===== Record extracts =====

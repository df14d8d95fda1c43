use base64::{engine::general_purpose::STANDARD, Engine as _};
use gql_core::stmt::Value;

/// Format a value the way it appears in display text.
pub fn display_value(value: &Value) -> String {
    match value {
        Value::Null => "NULL".to_string(),
        Value::Bool(true) => "True".to_string(),
        Value::Bool(false) => "False".to_string(),
        Value::I16(v) => v.to_string(),
        Value::I32(v) => v.to_string(),
        Value::I64(v) => v.to_string(),
        Value::F64(v) => v.to_string(),
        Value::Decimal(v) => v.to_string(),
        Value::String(v) => v.clone(),
        Value::DateTime(v) => v.format("%Y-%m-%dT%H:%M:%SZ").to_string(),
        Value::Bytes(v) => STANDARD.encode(v),
        Value::Enum(v) => v.name.to_string(),
        Value::Key(key) => key.to_string(),
        Value::List(items) => {
            let items: Vec<_> = items.iter().map(display_value).collect();
            format!("[{}]", items.join(", "))
        }
        Value::Map(entries) => {
            let entries: Vec<_> = entries
                .iter()
                .map(|(k, v)| format!("{k}: {}", display_value(v)))
                .collect();
            format!("{{{}}}", entries.join(", "))
        }
        Value::Record(record) => {
            let fields: Vec<_> = record.iter().map(display_value).collect();
            format!("({})", fields.join(", "))
        }
    }
}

=====

> _Problem requirements_: Your answer must be the lines from the one that contains "let items: Vec<_>" through the last line of the entries above, copied exactly, with no other lines.

> _Solved exercise_:
            let items: Vec<_> = items.iter().map(display_value).collect();
            format!("[{}]", items.join(", "))
        }
        Value::Map(entries) => {
            let entries: Vec<_> = entries
                .iter()
                .map(|(k, v)| format!("{k}: {}", display_value(v)))
                .collect();
            format!("{{{}}}", entries.join(", "))
        }
        Value::Record(record) => {
            let fields: Vec<_> = record.iter().map(display_value).collect();
            format!("({})", fields.join(", "))
        }
    }
}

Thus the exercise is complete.